- _Input records_
<<<<

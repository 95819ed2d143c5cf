//! Tags used to route progress to quests, achievements and story relationships

use std::fmt;
use std::str::FromStr;

use serde::{Deserialize, Serialize};

#[derive(Debug, Clone, PartialEq, Eq, thiserror::Error)]
#[error("Unknown {kind}: {value}")]
pub struct UnknownTag {
    pub kind: &'static str,
    pub value: String,
}

impl UnknownTag {
    fn new(kind: &'static str, value: &str) -> Self {
        Self {
            kind,
            value: value.to_string(),
        }
    }
}

/// Category of a daily quest; progress is routed by this tag
#[derive(Debug, Clone, Copy, PartialEq, Eq, Hash, Serialize, Deserialize)]
#[serde(rename_all = "snake_case")]
pub enum QuestType {
    Battle,
    Social,
    Exploration,
    Collection,
    Skill,
}

impl QuestType {
    pub const ALL: [QuestType; 5] = [
        QuestType::Battle,
        QuestType::Social,
        QuestType::Exploration,
        QuestType::Collection,
        QuestType::Skill,
    ];

    pub fn as_str(&self) -> &'static str {
        match self {
            Self::Battle => "battle",
            Self::Social => "social",
            Self::Exploration => "exploration",
            Self::Collection => "collection",
            Self::Skill => "skill",
        }
    }

    /// Prefix of the date-derived daily quest identifier
    pub fn daily_prefix(&self) -> &'static str {
        match self {
            Self::Battle => "daily_battle",
            Self::Social => "daily_social",
            Self::Exploration => "daily_explore",
            Self::Collection => "daily_collect",
            Self::Skill => "daily_skill",
        }
    }

    /// Inclusive range the daily target is drawn from
    pub fn daily_target_range(&self) -> (u32, u32) {
        match self {
            Self::Battle => (5, 10),
            Self::Social => (3, 6),
            Self::Exploration => (4, 8),
            Self::Collection => (10, 20),
            Self::Skill => (1, 3),
        }
    }
}

impl fmt::Display for QuestType {
    fn fmt(&self, f: &mut fmt::Formatter<'_>) -> fmt::Result {
        f.write_str(self.as_str())
    }
}

impl FromStr for QuestType {
    type Err = UnknownTag;

    fn from_str(s: &str) -> Result<Self, Self::Err> {
        Self::ALL
            .into_iter()
            .find(|t| t.as_str() == s)
            .ok_or_else(|| UnknownTag::new("quest type", s))
    }
}

/// Identifier of an entry in the fixed achievement catalog
#[derive(Debug, Clone, Copy, PartialEq, Eq, Hash, Serialize, Deserialize)]
#[serde(rename_all = "snake_case")]
pub enum AchievementId {
    FirstBlood,
    PicoFriend,
    StoryMaster,
    Perfectionist,
    ComboMaster,
    BossSlayer,
    NoteCollector,
    RichPlayer,
    Popular,
    Legendary,
}

impl AchievementId {
    pub const ALL: [AchievementId; 10] = [
        AchievementId::FirstBlood,
        AchievementId::PicoFriend,
        AchievementId::StoryMaster,
        AchievementId::Perfectionist,
        AchievementId::ComboMaster,
        AchievementId::BossSlayer,
        AchievementId::NoteCollector,
        AchievementId::RichPlayer,
        AchievementId::Popular,
        AchievementId::Legendary,
    ];

    pub fn as_str(&self) -> &'static str {
        match self {
            Self::FirstBlood => "first_blood",
            Self::PicoFriend => "pico_friend",
            Self::StoryMaster => "story_master",
            Self::Perfectionist => "perfectionist",
            Self::ComboMaster => "combo_master",
            Self::BossSlayer => "boss_slayer",
            Self::NoteCollector => "note_collector",
            Self::RichPlayer => "rich_player",
            Self::Popular => "popular",
            Self::Legendary => "legendary",
        }
    }
}

impl fmt::Display for AchievementId {
    fn fmt(&self, f: &mut fmt::Formatter<'_>) -> fmt::Result {
        f.write_str(self.as_str())
    }
}

impl FromStr for AchievementId {
    type Err = UnknownTag;

    fn from_str(s: &str) -> Result<Self, Self::Err> {
        Self::ALL
            .into_iter()
            .find(|a| a.as_str() == s)
            .ok_or_else(|| UnknownTag::new("achievement", s))
    }
}

/// Story characters the player keeps a relationship counter with
#[derive(Debug, Clone, Copy, PartialEq, Eq, Hash, Serialize, Deserialize)]
#[serde(rename_all = "snake_case")]
pub enum StoryCharacter {
    Pico,
    Boyfriend,
}

impl StoryCharacter {
    pub fn as_str(&self) -> &'static str {
        match self {
            Self::Pico => "pico",
            Self::Boyfriend => "boyfriend",
        }
    }
}

impl fmt::Display for StoryCharacter {
    fn fmt(&self, f: &mut fmt::Formatter<'_>) -> fmt::Result {
        f.write_str(self.as_str())
    }
}

#[cfg(test)]
mod tests {
    use super::*;

    #[test]
    fn test_tags_parse_back_from_storage_names() {
        for quest_type in QuestType::ALL {
            assert_eq!(quest_type.as_str().parse::<QuestType>(), Ok(quest_type));
        }
        for achievement in AchievementId::ALL {
            assert_eq!(achievement.as_str().parse::<AchievementId>(), Ok(achievement));
        }
        assert!("dancing".parse::<QuestType>().is_err());
    }

    #[test]
    fn test_daily_target_ranges_are_ordered() {
        for quest_type in QuestType::ALL {
            let (min, max) = quest_type.daily_target_range();
            assert!(min >= 1 && min <= max, "{quest_type}");
        }
        assert_eq!(QuestType::Battle.daily_target_range(), (5, 10));
    }
}
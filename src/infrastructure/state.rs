//! Shared application state

use std::sync::Arc;

use anyhow::{Context, Result};
use tokio::sync::RwLock;

use crate::application::ports::outbound::{
    BattleHistoryRepositoryPort, ClockPort, PlayerRepositoryPort, QuestRepositoryPort, RandomPort,
};
use crate::application::services::{
    BattleService, EnergyService, PlayerService, ProgressionService, QuestService,
};
use crate::domain::entities::SongCatalog;
use crate::infrastructure::battle_sessions::{BattleSessionStore, PlayerLocks};
use crate::infrastructure::clock::{SystemClock, SystemRandom};
use crate::infrastructure::config::AppConfig;
use crate::infrastructure::persistence::SqliteRepository;

/// Shared application state
pub struct AppState {
    pub config: AppConfig,
    pub catalog: Arc<SongCatalog>,
    /// Serializes mutating requests per player
    pub player_locks: PlayerLocks,
    // Application services
    pub player_service: Arc<PlayerService>,
    pub energy_service: Arc<EnergyService>,
    pub quest_service: Arc<QuestService>,
    pub progression_service: Arc<ProgressionService>,
    pub battle_service: Arc<BattleService>,
}

impl AppState {
    pub async fn new(config: AppConfig) -> Result<Self> {
        let repository = SqliteRepository::connect(&config.database_url)
            .await
            .with_context(|| format!("Failed to open database {}", config.database_url))?;

        let catalog = match &config.song_catalog_path {
            Some(path) => {
                let json = std::fs::read_to_string(path)
                    .with_context(|| format!("Failed to read song catalog {}", path))?;
                SongCatalog::from_json(&json)
                    .with_context(|| format!("Invalid song catalog {}", path))?
            }
            None => SongCatalog::builtin(),
        };

        let random: Arc<dyn RandomPort> = match config.rng_seed {
            Some(seed) => Arc::new(SystemRandom::from_seed(seed)),
            None => Arc::new(SystemRandom::from_entropy()),
        };

        Ok(Self::from_parts(
            config,
            repository,
            catalog,
            Arc::new(SystemClock),
            random,
        ))
    }

    /// Wire services over an already opened repository
    pub fn from_parts(
        config: AppConfig,
        repository: SqliteRepository,
        catalog: SongCatalog,
        clock: Arc<dyn ClockPort>,
        random: Arc<dyn RandomPort>,
    ) -> Self {
        let players: Arc<dyn PlayerRepositoryPort> = Arc::new(repository.players());
        let quests: Arc<dyn QuestRepositoryPort> = Arc::new(repository.quests());
        let history: Arc<dyn BattleHistoryRepositoryPort> = Arc::new(repository.battles());
        let catalog = Arc::new(catalog);

        let energy_service = Arc::new(EnergyService::new(
            players.clone(),
            clock.clone(),
            config.energy_cooldown(),
        ));
        let quest_service = Arc::new(QuestService::new(quests, clock.clone(), random.clone()));
        let progression_service = Arc::new(ProgressionService::new(
            players.clone(),
            quest_service.clone(),
            energy_service.clone(),
        ));
        let player_service = Arc::new(PlayerService::new(
            players.clone(),
            quest_service.clone(),
            energy_service.clone(),
            clock.clone(),
        ));
        let battle_service = Arc::new(BattleService::new(
            Arc::new(RwLock::new(BattleSessionStore::new())),
            catalog.clone(),
            players,
            history,
            energy_service.clone(),
            progression_service.clone(),
            clock,
            random,
        ));

        Self {
            config,
            catalog,
            player_locks: PlayerLocks::new(),
            player_service,
            energy_service,
            quest_service,
            progression_service,
            battle_service,
        }
    }
}
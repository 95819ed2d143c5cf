//! Directional inputs and the per-note arrow sets built from them

use std::collections::BTreeSet;
use std::fmt;
use std::str::FromStr;

use serde::{Deserialize, Serialize};

/// One of the four directional inputs
#[derive(Debug, Clone, Copy, PartialEq, Eq, PartialOrd, Ord, Hash, Serialize, Deserialize)]
#[serde(rename_all = "snake_case")]
pub enum Arrow {
    Left,
    Right,
    Up,
    Down,
}

impl Arrow {
    /// The full input alphabet, in display order
    pub const ALL: [Arrow; 4] = [Arrow::Left, Arrow::Right, Arrow::Up, Arrow::Down];

    pub fn symbol(&self) -> &'static str {
        match self {
            Self::Left => "←",
            Self::Right => "→",
            Self::Up => "↑",
            Self::Down => "↓",
        }
    }

    pub fn as_str(&self) -> &'static str {
        match self {
            Self::Left => "left",
            Self::Right => "right",
            Self::Up => "up",
            Self::Down => "down",
        }
    }
}

impl fmt::Display for Arrow {
    fn fmt(&self, f: &mut fmt::Formatter<'_>) -> fmt::Result {
        f.write_str(self.symbol())
    }
}

#[derive(Debug, Clone, PartialEq, Eq, thiserror::Error)]
#[error("Unknown arrow: {0}")]
pub struct UnknownArrow(pub String);

impl FromStr for Arrow {
    type Err = UnknownArrow;

    fn from_str(s: &str) -> Result<Self, Self::Err> {
        match s.trim().to_lowercase().as_str() {
            "left" | "←" => Ok(Self::Left),
            "right" | "→" => Ok(Self::Right),
            "up" | "↑" => Ok(Self::Up),
            "down" | "↓" => Ok(Self::Down),
            other => Err(UnknownArrow(other.to_string())),
        }
    }
}

/// An unordered set of arrows pressed together.
///
/// Equality is set equality: order is irrelevant and duplicates collapse,
/// which is exactly the rule used to judge an input against a note.
#[derive(Debug, Clone, Default, PartialEq, Eq, Hash, Serialize, Deserialize)]
#[serde(transparent)]
pub struct ArrowSet(BTreeSet<Arrow>);

impl ArrowSet {
    pub fn new() -> Self {
        Self(BTreeSet::new())
    }

    pub fn single(arrow: Arrow) -> Self {
        Self(BTreeSet::from([arrow]))
    }

    pub fn insert(&mut self, arrow: Arrow) -> bool {
        self.0.insert(arrow)
    }

    pub fn contains(&self, arrow: Arrow) -> bool {
        self.0.contains(&arrow)
    }

    pub fn len(&self) -> usize {
        self.0.len()
    }

    pub fn is_empty(&self) -> bool {
        self.0.is_empty()
    }

    pub fn iter(&self) -> impl Iterator<Item = Arrow> + '_ {
        self.0.iter().copied()
    }
}

impl FromIterator<Arrow> for ArrowSet {
    fn from_iter<I: IntoIterator<Item = Arrow>>(iter: I) -> Self {
        Self(iter.into_iter().collect())
    }
}

impl From<&[Arrow]> for ArrowSet {
    fn from(arrows: &[Arrow]) -> Self {
        arrows.iter().copied().collect()
    }
}

impl fmt::Display for ArrowSet {
    fn fmt(&self, f: &mut fmt::Formatter<'_>) -> fmt::Result {
        let symbols: Vec<&str> = self.0.iter().map(Arrow::symbol).collect();
        f.write_str(&symbols.join(" "))
    }
}
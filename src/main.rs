//! BeatClash Engine - rhythm battle and progression backend
//!
//! The Engine is the server behind a chat-driven rhythm game that:
//! - Generates note patterns and judges battles note by note
//! - Grades finished battles and pays out experience and money
//! - Regenerates energy over time and gates play on it
//! - Tracks daily quests, achievements and story standing in SQLite

mod application;
mod domain;
mod infrastructure;

use std::net::SocketAddr;
use std::sync::Arc;

use axum::{routing::get, Router};
use tower_http::{
    cors::{Any, CorsLayer},
    trace::TraceLayer,
};
use tracing_subscriber::{layer::SubscriberExt, util::SubscriberInitExt};

use crate::infrastructure::config::AppConfig;
use crate::infrastructure::http;
use crate::infrastructure::state::AppState;

#[tokio::main]
async fn main() -> anyhow::Result<()> {
    // Load environment variables from .env file
    dotenvy::dotenv().ok();

    // Initialize logging
    tracing_subscriber::registry()
        .with(
            tracing_subscriber::EnvFilter::try_from_default_env()
                .unwrap_or_else(|_| "beatclash_engine=debug,tower_http=debug".into()),
        )
        .with(tracing_subscriber::fmt::layer())
        .init();

    tracing::info!("Starting BeatClash Engine");

    // Load configuration
    let config = AppConfig::from_env()?;
    tracing::info!("Configuration loaded");
    tracing::info!("  Database: {}", config.database_url);
    tracing::info!("  Energy cooldown: {}s", config.energy_cooldown_secs);
    if let Some(seed) = config.rng_seed {
        tracing::info!("  RNG seed: {}", seed);
    }

    let port = config.server_port;
    let state = Arc::new(AppState::new(config).await?);
    tracing::info!(songs = state.catalog.len(), "Application state initialized");

    // Build the router
    let app = Router::new()
        .route("/health", get(health_check))
        .merge(http::create_routes())
        .layer(
            CorsLayer::new()
                .allow_origin(Any)
                .allow_methods(Any)
                .allow_headers(Any),
        )
        .layer(TraceLayer::new_for_http())
        .with_state(state);

    let addr = SocketAddr::from(([0, 0, 0, 0], port));
    tracing::info!("Listening on {}", addr);

    let listener = tokio::net::TcpListener::bind(addr).await?;
    let server = axum::serve(listener, app);

    tokio::select! {
        result = server => {
            if let Err(e) = result {
                tracing::error!("Server error: {}", e);
            }
        }
        _ = tokio::signal::ctrl_c() => {
            tracing::info!("Shutdown signal received");
        }
    }

    Ok(())
}

async fn health_check() -> &'static str {
    "OK"
}
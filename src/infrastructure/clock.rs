//! System implementations of the clock and randomness ports

use std::sync::Mutex;

use chrono::{DateTime, Utc};
use rand::rngs::StdRng;
use rand::{Rng, SeedableRng};

use crate::application::ports::outbound::{ClockPort, RandomPort};

/// Wall clock
#[derive(Debug, Default, Clone, Copy)]
pub struct SystemClock;

impl ClockPort for SystemClock {
    fn now(&self) -> DateTime<Utc> {
        Utc::now()
    }
}

/// Thread-safe RNG, reproducible when built from a seed
#[derive(Debug)]
pub struct SystemRandom {
    rng: Mutex<StdRng>,
}

impl SystemRandom {
    pub fn from_entropy() -> Self {
        Self {
            rng: Mutex::new(StdRng::from_entropy()),
        }
    }

    pub fn from_seed(seed: u64) -> Self {
        Self {
            rng: Mutex::new(StdRng::seed_from_u64(seed)),
        }
    }
}

impl RandomPort for SystemRandom {
    fn gen_range(&self, min: u32, max: u32) -> u32 {
        if min >= max {
            return min;
        }
        // RNG state is valid even if a holder panicked
        let mut rng = self.rng.lock().unwrap_or_else(|poisoned| poisoned.into_inner());
        rng.gen_range(min..=max)
    }
}

/// Clock that only moves when told to
#[cfg(test)]
#[derive(Debug)]
pub struct ManualClock {
    now: Mutex<DateTime<Utc>>,
}

#[cfg(test)]
impl ManualClock {
    pub fn new(start: DateTime<Utc>) -> Self {
        Self {
            now: Mutex::new(start),
        }
    }

    pub fn advance(&self, by: chrono::Duration) {
        let mut now = self.now.lock().unwrap();
        *now += by;
    }
}

#[cfg(test)]
impl ClockPort for ManualClock {
    fn now(&self) -> DateTime<Utc> {
        *self.now.lock().unwrap()
    }
}
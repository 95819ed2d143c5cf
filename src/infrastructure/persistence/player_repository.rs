use async_trait::async_trait;
use chrono::{DateTime, Utc};
use sqlx::sqlite::SqliteQueryResult;
use sqlx::{FromRow, SqlitePool};

use crate::application::ports::outbound::{PlayerRepositoryPort, RepoError};
use crate::domain::entities::{InventoryItem, Player, PlayerStats, SkillAttributes, StoryProgress};
use crate::domain::value_objects::{PlayerId, StoryCharacter};

const PLAYER_COLUMNS: &str = "id, external_id, username, display_name, level, exp, money, \
     health, max_health, energy, max_energy, last_energy_update, rhythm, charisma, strength, \
     created_at";

#[derive(FromRow)]
struct PlayerRow {
    id: String,
    external_id: i64,
    username: Option<String>,
    display_name: String,
    level: u32,
    exp: u32,
    money: u32,
    health: u32,
    max_health: u32,
    energy: u32,
    max_energy: u32,
    last_energy_update: DateTime<Utc>,
    rhythm: u32,
    charisma: u32,
    strength: u32,
    created_at: DateTime<Utc>,
}

impl TryFrom<PlayerRow> for Player {
    type Error = RepoError;

    fn try_from(row: PlayerRow) -> Result<Self, Self::Error> {
        Ok(Player {
            id: row
                .id
                .parse()
                .map_err(|e| RepoError::serialization(format!("player id {}: {}", row.id, e)))?,
            external_id: row.external_id,
            username: row.username,
            display_name: row.display_name,
            level: row.level,
            exp: row.exp,
            money: row.money,
            health: row.health,
            max_health: row.max_health,
            energy: row.energy,
            max_energy: row.max_energy,
            last_energy_update: row.last_energy_update,
            skills: SkillAttributes {
                rhythm: row.rhythm,
                charisma: row.charisma,
                strength: row.strength,
            },
            created_at: row.created_at,
        })
    }
}

#[derive(FromRow)]
struct StoryRow {
    chapter: u32,
    pico_relationship: i32,
    boyfriend_relationship: i32,
}

#[derive(FromRow)]
struct StatsRow {
    total_battles: u32,
    battles_won: u32,
    perfect_scores: u32,
    max_combo: u32,
    money_earned: u32,
    total_play_secs: f64,
}

#[derive(FromRow)]
struct InventoryRow {
    item_id: String,
    name: String,
    quantity: u32,
}

pub struct SqlitePlayerRepository {
    pool: SqlitePool,
}

impl SqlitePlayerRepository {
    pub fn new(pool: SqlitePool) -> Self {
        Self { pool }
    }
}

/// Map an UPDATE result, treating "no row matched" as an unknown player
fn expect_player_row(
    operation: &'static str,
    id: PlayerId,
    result: Result<SqliteQueryResult, sqlx::Error>,
) -> Result<(), RepoError> {
    let result = result.map_err(|e| RepoError::database(operation, e))?;
    if result.rows_affected() == 0 {
        return Err(RepoError::not_found("Player", id));
    }
    Ok(())
}

#[async_trait]
impl PlayerRepositoryPort for SqlitePlayerRepository {
    async fn get_player(&self, id: PlayerId) -> Result<Option<Player>, RepoError> {
        let sql = format!("SELECT {} FROM players WHERE id = ?", PLAYER_COLUMNS);
        let row: Option<PlayerRow> = sqlx::query_as(&sql)
            .bind(id.to_string())
            .fetch_optional(&self.pool)
            .await
            .map_err(|e| RepoError::database("get_player", e))?;
        row.map(Player::try_from).transpose()
    }

    async fn get_player_by_external_id(&self, external_id: i64) -> Result<Option<Player>, RepoError> {
        let sql = format!("SELECT {} FROM players WHERE external_id = ?", PLAYER_COLUMNS);
        let row: Option<PlayerRow> = sqlx::query_as(&sql)
            .bind(external_id)
            .fetch_optional(&self.pool)
            .await
            .map_err(|e| RepoError::database("get_player_by_external_id", e))?;
        row.map(Player::try_from).transpose()
    }

    async fn create_player(&self, player: &Player, starter_items: &[InventoryItem]) -> Result<(), RepoError> {
        let id = player.id.to_string();
        let mut tx = self
            .pool
            .begin()
            .await
            .map_err(|e| RepoError::database("create_player", e))?;

        sqlx::query(
            r#"
            INSERT INTO players (id, external_id, username, display_name, level, exp, money,
                health, max_health, energy, max_energy, last_energy_update,
                rhythm, charisma, strength, created_at)
            VALUES (?, ?, ?, ?, ?, ?, ?, ?, ?, ?, ?, ?, ?, ?, ?, ?)
            "#,
        )
        .bind(&id)
        .bind(player.external_id)
        .bind(&player.username)
        .bind(&player.display_name)
        .bind(player.level)
        .bind(player.exp)
        .bind(player.money)
        .bind(player.health)
        .bind(player.max_health)
        .bind(player.energy)
        .bind(player.max_energy)
        .bind(player.last_energy_update)
        .bind(player.skills.rhythm)
        .bind(player.skills.charisma)
        .bind(player.skills.strength)
        .bind(player.created_at)
        .execute(&mut *tx)
        .await
        .map_err(|e| match &e {
            sqlx::Error::Database(db) if db.is_unique_violation() => RepoError::constraint(format!(
                "Player with external id {} already exists",
                player.external_id
            )),
            _ => RepoError::database("create_player", e),
        })?;

        sqlx::query("INSERT INTO story_progress (player_id) VALUES (?)")
            .bind(&id)
            .execute(&mut *tx)
            .await
            .map_err(|e| RepoError::database("create_player", e))?;

        sqlx::query("INSERT INTO player_stats (player_id) VALUES (?)")
            .bind(&id)
            .execute(&mut *tx)
            .await
            .map_err(|e| RepoError::database("create_player", e))?;

        for item in starter_items {
            sqlx::query(
                "INSERT INTO inventory (player_id, item_id, name, quantity) VALUES (?, ?, ?, ?)",
            )
            .bind(&id)
            .bind(&item.item_id)
            .bind(&item.name)
            .bind(item.quantity)
            .execute(&mut *tx)
            .await
            .map_err(|e| RepoError::database("create_player", e))?;
        }

        tx.commit()
            .await
            .map_err(|e| RepoError::database("create_player", e))
    }

    async fn update_energy(&self, id: PlayerId, energy: u32, updated_at: DateTime<Utc>) -> Result<(), RepoError> {
        let result = sqlx::query("UPDATE players SET energy = ?, last_energy_update = ? WHERE id = ?")
            .bind(energy)
            .bind(updated_at)
            .bind(id.to_string())
            .execute(&self.pool)
            .await;
        expect_player_row("update_energy", id, result)
    }

    async fn add_experience(&self, id: PlayerId, amount: u32) -> Result<(), RepoError> {
        let result = sqlx::query("UPDATE players SET exp = MIN(exp + ?, 4294967295) WHERE id = ?")
            .bind(amount)
            .bind(id.to_string())
            .execute(&self.pool)
            .await;
        expect_player_row("add_experience", id, result)
    }

    async fn add_money(&self, id: PlayerId, amount: u32) -> Result<(), RepoError> {
        let mut tx = self
            .pool
            .begin()
            .await
            .map_err(|e| RepoError::database("add_money", e))?;

        let result = sqlx::query("UPDATE players SET money = MIN(money + ?, 4294967295) WHERE id = ?")
            .bind(amount)
            .bind(id.to_string())
            .execute(&mut *tx)
            .await;
        expect_player_row("add_money", id, result)?;

        sqlx::query("UPDATE player_stats SET money_earned = MIN(money_earned + ?, 4294967295) WHERE player_id = ?")
            .bind(amount)
            .bind(id.to_string())
            .execute(&mut *tx)
            .await
            .map_err(|e| RepoError::database("add_money", e))?;

        tx.commit()
            .await
            .map_err(|e| RepoError::database("add_money", e))
    }

    async fn update_level(&self, id: PlayerId, level: u32, max_health: u32, max_energy: u32) -> Result<(), RepoError> {
        let result = sqlx::query("UPDATE players SET level = ?, max_health = ?, max_energy = ? WHERE id = ?")
            .bind(level)
            .bind(max_health)
            .bind(max_energy)
            .bind(id.to_string())
            .execute(&self.pool)
            .await;
        expect_player_row("update_level", id, result)
    }

    async fn update_relationship(&self, id: PlayerId, character: StoryCharacter, amount: i32) -> Result<(), RepoError> {
        let sql = match character {
            StoryCharacter::Pico => {
                "UPDATE story_progress SET pico_relationship = pico_relationship + ? WHERE player_id = ?"
            }
            StoryCharacter::Boyfriend => {
                "UPDATE story_progress SET boyfriend_relationship = boyfriend_relationship + ? WHERE player_id = ?"
            }
        };
        let result = sqlx::query(sql)
            .bind(amount)
            .bind(id.to_string())
            .execute(&self.pool)
            .await;
        expect_player_row("update_relationship", id, result)
    }

    async fn get_story_progress(&self, id: PlayerId) -> Result<StoryProgress, RepoError> {
        let row: Option<StoryRow> = sqlx::query_as(
            "SELECT chapter, pico_relationship, boyfriend_relationship FROM story_progress WHERE player_id = ?",
        )
        .bind(id.to_string())
        .fetch_optional(&self.pool)
        .await
        .map_err(|e| RepoError::database("get_story_progress", e))?;

        let row = row.ok_or_else(|| RepoError::not_found("Player", id))?;
        Ok(StoryProgress {
            chapter: row.chapter,
            pico_relationship: row.pico_relationship,
            boyfriend_relationship: row.boyfriend_relationship,
        })
    }

    async fn get_stats(&self, id: PlayerId) -> Result<PlayerStats, RepoError> {
        let row: Option<StatsRow> = sqlx::query_as(
            r#"
            SELECT total_battles, battles_won, perfect_scores, max_combo, money_earned, total_play_secs
            FROM player_stats WHERE player_id = ?
            "#,
        )
        .bind(id.to_string())
        .fetch_optional(&self.pool)
        .await
        .map_err(|e| RepoError::database("get_stats", e))?;

        let row = row.ok_or_else(|| RepoError::not_found("Player", id))?;
        Ok(PlayerStats {
            total_battles: row.total_battles,
            battles_won: row.battles_won,
            perfect_scores: row.perfect_scores,
            max_combo: row.max_combo,
            money_earned: row.money_earned,
            total_play_secs: row.total_play_secs,
        })
    }

    async fn get_inventory(&self, id: PlayerId) -> Result<Vec<InventoryItem>, RepoError> {
        let rows: Vec<InventoryRow> = sqlx::query_as(
            "SELECT item_id, name, quantity FROM inventory WHERE player_id = ? ORDER BY item_id",
        )
        .bind(id.to_string())
        .fetch_all(&self.pool)
        .await
        .map_err(|e| RepoError::database("get_inventory", e))?;

        Ok(rows
            .into_iter()
            .map(|row| InventoryItem::new(row.item_id, row.name, row.quantity))
            .collect())
    }
}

>>>>

This exercise needs every line of the listing that contains the word "ports".

use crate::application::ports::outbound::{
//! System implementations of the clock and randomness ports
use crate::application::ports::outbound::{ClockPort, RandomPort};
use crate::application::ports::outbound::{PlayerRepositoryPort, RepoError};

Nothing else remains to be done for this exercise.